[Extracted records]

▬▬▬▬▬▬▬▬▬▬

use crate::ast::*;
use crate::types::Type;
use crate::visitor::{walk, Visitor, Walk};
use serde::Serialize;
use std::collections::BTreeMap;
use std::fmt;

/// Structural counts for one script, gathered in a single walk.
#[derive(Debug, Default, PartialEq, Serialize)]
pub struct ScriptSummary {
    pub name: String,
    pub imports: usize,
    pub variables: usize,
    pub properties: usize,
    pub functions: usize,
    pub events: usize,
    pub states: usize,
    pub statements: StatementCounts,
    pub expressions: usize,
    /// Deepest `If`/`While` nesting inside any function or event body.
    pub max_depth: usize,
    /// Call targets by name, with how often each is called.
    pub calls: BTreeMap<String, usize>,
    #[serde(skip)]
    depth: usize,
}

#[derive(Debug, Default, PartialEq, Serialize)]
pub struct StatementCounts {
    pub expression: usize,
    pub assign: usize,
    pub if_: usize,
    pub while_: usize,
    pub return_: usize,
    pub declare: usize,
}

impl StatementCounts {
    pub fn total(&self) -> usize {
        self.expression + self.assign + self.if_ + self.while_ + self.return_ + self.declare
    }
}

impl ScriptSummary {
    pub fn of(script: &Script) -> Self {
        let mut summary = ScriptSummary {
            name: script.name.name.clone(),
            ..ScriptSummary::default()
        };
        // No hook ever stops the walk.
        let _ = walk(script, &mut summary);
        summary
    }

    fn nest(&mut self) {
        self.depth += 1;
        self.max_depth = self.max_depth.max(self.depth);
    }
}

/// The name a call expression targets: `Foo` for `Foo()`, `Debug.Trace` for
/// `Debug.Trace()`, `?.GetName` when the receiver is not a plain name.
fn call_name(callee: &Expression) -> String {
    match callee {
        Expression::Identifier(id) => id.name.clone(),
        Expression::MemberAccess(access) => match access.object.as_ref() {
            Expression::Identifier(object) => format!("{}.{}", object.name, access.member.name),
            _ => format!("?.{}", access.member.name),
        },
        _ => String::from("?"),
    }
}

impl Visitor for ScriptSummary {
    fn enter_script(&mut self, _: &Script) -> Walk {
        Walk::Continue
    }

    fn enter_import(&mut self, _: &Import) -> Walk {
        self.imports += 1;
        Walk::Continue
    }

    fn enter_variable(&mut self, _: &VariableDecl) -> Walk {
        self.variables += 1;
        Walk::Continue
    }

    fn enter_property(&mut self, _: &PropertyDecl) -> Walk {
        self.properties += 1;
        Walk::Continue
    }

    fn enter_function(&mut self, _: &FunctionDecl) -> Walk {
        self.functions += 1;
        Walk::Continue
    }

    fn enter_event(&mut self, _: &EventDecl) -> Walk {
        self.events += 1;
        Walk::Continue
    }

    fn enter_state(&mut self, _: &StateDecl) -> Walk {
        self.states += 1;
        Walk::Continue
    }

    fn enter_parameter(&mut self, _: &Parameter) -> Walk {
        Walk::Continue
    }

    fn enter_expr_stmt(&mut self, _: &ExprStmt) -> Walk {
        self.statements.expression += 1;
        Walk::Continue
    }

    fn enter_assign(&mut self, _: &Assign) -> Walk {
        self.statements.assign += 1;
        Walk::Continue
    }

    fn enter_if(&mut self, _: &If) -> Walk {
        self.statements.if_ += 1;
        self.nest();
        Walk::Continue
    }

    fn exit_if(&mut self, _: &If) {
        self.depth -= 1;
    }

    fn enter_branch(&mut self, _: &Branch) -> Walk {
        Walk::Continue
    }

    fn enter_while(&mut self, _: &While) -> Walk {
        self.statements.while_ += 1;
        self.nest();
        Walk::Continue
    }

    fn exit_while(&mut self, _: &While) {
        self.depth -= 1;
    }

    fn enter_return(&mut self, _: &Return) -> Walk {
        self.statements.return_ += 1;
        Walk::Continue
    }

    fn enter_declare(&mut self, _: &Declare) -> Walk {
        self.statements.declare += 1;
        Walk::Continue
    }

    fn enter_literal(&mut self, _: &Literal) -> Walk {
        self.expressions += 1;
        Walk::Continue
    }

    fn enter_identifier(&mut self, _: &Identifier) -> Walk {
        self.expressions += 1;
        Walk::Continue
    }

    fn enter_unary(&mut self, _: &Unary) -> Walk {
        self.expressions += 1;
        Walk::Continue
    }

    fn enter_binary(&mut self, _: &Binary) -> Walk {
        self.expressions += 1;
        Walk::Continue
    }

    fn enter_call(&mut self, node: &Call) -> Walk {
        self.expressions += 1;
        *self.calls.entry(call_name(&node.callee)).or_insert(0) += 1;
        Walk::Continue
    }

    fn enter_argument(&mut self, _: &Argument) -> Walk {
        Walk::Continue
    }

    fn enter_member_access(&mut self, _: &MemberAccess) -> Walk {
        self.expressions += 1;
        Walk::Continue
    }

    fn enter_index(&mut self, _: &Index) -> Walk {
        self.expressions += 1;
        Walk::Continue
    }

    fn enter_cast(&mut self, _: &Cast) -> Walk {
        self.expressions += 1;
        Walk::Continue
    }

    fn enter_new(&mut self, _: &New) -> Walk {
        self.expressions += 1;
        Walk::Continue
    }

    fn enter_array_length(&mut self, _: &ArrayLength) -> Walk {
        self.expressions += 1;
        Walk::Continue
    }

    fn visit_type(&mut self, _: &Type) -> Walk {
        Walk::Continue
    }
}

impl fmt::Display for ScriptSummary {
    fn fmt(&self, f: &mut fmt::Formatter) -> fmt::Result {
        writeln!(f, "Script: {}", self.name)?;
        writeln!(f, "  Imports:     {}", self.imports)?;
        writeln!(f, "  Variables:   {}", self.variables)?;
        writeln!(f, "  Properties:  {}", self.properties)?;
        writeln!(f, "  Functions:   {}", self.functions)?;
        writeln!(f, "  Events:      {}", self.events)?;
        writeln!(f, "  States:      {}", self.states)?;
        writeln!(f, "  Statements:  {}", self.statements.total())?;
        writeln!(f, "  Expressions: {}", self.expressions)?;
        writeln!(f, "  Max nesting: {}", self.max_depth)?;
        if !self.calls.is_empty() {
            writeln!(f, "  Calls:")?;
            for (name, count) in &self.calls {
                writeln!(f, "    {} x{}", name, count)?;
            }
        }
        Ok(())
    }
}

▬▬▬▬▬▬▬▬▬▬

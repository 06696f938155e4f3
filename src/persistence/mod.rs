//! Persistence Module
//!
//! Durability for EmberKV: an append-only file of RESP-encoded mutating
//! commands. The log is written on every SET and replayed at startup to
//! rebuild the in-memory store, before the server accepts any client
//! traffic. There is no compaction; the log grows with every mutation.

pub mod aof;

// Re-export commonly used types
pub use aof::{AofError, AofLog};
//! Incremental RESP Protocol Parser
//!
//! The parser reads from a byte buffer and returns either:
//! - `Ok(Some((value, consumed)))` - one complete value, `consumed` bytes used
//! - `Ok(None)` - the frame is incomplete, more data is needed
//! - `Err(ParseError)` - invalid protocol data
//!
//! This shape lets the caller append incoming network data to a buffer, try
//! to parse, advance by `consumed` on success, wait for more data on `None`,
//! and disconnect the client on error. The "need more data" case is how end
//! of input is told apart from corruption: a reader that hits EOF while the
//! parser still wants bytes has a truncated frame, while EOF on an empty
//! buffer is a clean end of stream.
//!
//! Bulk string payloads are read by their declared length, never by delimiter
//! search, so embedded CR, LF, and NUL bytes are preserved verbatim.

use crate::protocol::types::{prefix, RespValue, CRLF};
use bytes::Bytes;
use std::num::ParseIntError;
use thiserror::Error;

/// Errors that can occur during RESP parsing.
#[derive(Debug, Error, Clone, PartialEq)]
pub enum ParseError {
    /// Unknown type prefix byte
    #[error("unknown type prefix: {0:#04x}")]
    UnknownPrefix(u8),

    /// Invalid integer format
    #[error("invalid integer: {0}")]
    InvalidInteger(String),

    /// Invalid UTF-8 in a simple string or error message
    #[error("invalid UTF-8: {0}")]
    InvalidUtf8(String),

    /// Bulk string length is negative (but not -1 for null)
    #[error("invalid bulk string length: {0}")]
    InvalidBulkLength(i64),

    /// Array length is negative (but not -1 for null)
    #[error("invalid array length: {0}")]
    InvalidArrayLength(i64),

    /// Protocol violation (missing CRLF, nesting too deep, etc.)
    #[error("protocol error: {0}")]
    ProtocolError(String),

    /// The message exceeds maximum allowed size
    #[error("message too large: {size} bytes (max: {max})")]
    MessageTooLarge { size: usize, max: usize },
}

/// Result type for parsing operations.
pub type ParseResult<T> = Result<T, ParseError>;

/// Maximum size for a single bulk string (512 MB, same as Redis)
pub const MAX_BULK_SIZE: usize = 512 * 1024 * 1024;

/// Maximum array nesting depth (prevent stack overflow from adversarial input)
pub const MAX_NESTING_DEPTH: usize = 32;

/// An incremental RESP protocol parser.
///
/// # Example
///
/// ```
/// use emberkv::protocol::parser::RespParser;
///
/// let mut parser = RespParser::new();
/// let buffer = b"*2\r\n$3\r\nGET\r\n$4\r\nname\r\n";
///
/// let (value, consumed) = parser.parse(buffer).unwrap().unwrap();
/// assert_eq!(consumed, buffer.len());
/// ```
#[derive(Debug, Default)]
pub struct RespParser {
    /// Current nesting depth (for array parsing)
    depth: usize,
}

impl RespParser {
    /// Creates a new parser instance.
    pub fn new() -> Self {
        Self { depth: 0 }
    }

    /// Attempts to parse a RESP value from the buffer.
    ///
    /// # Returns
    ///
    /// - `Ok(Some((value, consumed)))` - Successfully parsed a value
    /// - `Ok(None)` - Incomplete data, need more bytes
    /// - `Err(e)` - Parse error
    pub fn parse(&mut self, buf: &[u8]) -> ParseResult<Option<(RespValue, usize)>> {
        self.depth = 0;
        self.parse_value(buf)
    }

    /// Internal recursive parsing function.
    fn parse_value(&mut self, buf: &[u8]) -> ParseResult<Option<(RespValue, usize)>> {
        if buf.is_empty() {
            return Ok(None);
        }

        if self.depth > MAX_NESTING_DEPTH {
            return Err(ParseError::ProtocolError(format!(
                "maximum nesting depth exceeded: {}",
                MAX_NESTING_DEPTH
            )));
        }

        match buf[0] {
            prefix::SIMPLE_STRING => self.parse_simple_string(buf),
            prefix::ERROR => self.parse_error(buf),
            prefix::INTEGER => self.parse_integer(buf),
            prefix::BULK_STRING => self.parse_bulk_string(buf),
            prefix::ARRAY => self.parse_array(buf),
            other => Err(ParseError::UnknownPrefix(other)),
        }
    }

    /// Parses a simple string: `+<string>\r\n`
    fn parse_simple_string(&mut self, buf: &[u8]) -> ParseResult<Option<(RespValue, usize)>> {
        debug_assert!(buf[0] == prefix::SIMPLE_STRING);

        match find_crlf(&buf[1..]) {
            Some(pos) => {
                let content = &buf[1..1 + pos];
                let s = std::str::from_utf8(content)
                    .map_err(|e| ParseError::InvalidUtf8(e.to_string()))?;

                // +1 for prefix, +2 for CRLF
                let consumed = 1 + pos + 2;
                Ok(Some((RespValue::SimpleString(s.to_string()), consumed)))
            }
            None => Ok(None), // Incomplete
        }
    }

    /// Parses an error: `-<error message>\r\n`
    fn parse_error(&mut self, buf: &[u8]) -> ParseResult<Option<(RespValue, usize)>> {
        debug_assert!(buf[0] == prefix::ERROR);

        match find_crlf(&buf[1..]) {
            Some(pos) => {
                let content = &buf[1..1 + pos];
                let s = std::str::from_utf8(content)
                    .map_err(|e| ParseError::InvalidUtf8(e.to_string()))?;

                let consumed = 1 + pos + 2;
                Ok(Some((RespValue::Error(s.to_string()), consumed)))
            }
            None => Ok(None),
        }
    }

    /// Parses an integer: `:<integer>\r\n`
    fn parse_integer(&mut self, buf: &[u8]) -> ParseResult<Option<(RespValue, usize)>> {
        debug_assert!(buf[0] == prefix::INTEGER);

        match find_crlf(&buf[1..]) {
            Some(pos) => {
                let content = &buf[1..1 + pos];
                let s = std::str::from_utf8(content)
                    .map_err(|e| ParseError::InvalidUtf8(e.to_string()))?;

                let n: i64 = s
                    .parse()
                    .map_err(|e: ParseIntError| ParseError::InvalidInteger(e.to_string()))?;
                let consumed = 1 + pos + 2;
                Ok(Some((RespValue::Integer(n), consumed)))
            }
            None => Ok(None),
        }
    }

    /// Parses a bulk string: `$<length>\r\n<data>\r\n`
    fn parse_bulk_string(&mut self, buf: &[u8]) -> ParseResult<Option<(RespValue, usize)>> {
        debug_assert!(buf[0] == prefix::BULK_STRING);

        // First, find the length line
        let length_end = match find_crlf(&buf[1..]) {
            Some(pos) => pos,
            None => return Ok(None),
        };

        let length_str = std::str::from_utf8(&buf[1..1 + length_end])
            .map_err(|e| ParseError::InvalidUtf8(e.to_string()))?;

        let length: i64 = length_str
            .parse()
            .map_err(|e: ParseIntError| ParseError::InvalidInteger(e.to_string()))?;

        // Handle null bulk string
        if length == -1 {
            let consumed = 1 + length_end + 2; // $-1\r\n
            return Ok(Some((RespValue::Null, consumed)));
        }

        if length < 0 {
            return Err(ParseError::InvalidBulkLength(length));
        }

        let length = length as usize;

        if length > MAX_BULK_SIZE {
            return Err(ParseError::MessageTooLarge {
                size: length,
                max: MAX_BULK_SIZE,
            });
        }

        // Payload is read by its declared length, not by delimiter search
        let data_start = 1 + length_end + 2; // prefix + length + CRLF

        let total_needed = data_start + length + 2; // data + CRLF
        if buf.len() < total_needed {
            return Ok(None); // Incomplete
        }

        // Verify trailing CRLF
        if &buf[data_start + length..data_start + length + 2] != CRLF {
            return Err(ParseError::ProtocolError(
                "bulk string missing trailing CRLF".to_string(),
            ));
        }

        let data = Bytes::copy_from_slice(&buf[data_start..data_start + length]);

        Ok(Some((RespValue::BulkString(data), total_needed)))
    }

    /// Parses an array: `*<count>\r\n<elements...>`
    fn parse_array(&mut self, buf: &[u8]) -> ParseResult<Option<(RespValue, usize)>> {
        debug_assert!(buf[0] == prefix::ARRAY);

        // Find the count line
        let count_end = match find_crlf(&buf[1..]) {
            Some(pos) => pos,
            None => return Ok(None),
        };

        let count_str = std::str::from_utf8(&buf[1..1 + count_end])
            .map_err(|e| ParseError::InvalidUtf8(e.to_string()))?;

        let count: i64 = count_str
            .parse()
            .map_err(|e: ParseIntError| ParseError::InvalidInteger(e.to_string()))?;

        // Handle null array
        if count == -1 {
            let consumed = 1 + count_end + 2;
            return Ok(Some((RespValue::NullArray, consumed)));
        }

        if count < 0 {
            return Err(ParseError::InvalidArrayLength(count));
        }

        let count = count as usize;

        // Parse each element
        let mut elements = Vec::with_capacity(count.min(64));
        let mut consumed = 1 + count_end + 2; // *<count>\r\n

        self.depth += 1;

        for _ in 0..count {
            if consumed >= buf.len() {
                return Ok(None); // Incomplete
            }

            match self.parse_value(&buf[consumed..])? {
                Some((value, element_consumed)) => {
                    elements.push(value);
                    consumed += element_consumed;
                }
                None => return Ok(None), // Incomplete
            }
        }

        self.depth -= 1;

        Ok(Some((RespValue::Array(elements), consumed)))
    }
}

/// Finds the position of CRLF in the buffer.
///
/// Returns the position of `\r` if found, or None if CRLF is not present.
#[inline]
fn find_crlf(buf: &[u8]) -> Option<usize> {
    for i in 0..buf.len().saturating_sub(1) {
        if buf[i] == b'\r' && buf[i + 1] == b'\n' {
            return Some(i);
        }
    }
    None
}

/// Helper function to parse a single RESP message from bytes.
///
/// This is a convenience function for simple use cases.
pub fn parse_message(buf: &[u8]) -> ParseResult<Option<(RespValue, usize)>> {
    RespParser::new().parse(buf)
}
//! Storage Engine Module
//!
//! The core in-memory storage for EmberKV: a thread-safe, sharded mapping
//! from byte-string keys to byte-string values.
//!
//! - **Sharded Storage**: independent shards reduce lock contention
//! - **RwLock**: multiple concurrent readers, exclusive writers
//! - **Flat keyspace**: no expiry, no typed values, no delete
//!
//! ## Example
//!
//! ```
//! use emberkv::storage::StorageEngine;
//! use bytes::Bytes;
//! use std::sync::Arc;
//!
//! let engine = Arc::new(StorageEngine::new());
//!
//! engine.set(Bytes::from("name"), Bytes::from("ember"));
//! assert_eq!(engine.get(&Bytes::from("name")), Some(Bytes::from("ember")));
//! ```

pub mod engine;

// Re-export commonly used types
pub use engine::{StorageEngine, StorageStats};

▬▬▬▬▬▬▬▬▬▬

- _TASK PROMPT_
Among the lines above, find each one containing the string "RespParser" and copy it.

- _ANSWER_
/// use emberkv::protocol::parser::RespParser;
/// let mut parser = RespParser::new();
pub struct RespParser {
impl RespParser {
    RespParser::new().parse(buf)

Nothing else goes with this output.